::: PROVIDED DATA

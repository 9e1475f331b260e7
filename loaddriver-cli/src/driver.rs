use std::sync::Arc;

use anyhow::Result;
use loaddriver_core::{Collaborators, run_local};
use tokio_util::sync::CancellationToken;

use crate::config::Config;
use crate::report::{Recorder, Summary};
use crate::target::SimulatedTarget;
use crate::track::Track;

/// Runs `track` against the simulated target and summarizes the results.
///
/// Cancelling `cancel` aborts the run. The summary of an aborted run is still returned, marked
/// as incomplete.
pub async fn run(track: &Track, config: &Config, cancel: CancellationToken) -> Result<Summary> {
    let target = Arc::new(SimulatedTarget::new(&config.target)?);
    let recorder = Arc::new(Recorder::new());

    tracing::info!(track = %track.name, workers = config.driver.workers, "running track");

    let collaborators = Collaborators::new(target, recorder.clone());
    let report = run_local(&track.schedule, &config.driver, collaborators, cancel).await;

    let summary = recorder.summarize(&report);
    if let Some(ref reason) = summary.reason {
        tracing::error!(track = %track.name, %reason, "track did not complete");
    }
    for warning in &summary.warnings {
        tracing::warn!(track = %track.name, "{warning}");
    }

    Ok(summary)
}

::::::

_WORK ITEM:_ Write the data out again, verbatim.

_SOLUTION TO THIS TASK:_
repository 9e1475f331b260e7
filename loaddriver-cli/src/driver.rs
use std::sync::Arc;

use anyhow::Result;
use loaddriver_core::{Collaborators, run_local};
use tokio_util::sync::CancellationToken;

use crate::config::Config;
use crate::report::{Recorder, Summary};
use crate::target::SimulatedTarget;
use crate::track::Track;

/// Runs `track` against the simulated target and summarizes the results.
///
/// Cancelling `cancel` aborts the run. The summary of an aborted run is still returned, marked
/// as incomplete.
pub async fn run(track: &Track, config: &Config, cancel: CancellationToken) -> Result<Summary> {
    let target = Arc::new(SimulatedTarget::new(&config.target)?);
    let recorder = Arc::new(Recorder::new());

    tracing::info!(track = %track.name, workers = config.driver.workers, "running track");

    let collaborators = Collaborators::new(target, recorder.clone());
    let report = run_local(&track.schedule, &config.driver, collaborators, cancel).await;

    let summary = recorder.summarize(&report);
    if let Some(ref reason) = summary.reason {
        tracing::error!(track = %track.name, %reason, "track did not complete");
    }
    for warning in &summary.warnings {
        tracing::warn!(track = %track.name, "{warning}");
    }

    Ok(summary)
}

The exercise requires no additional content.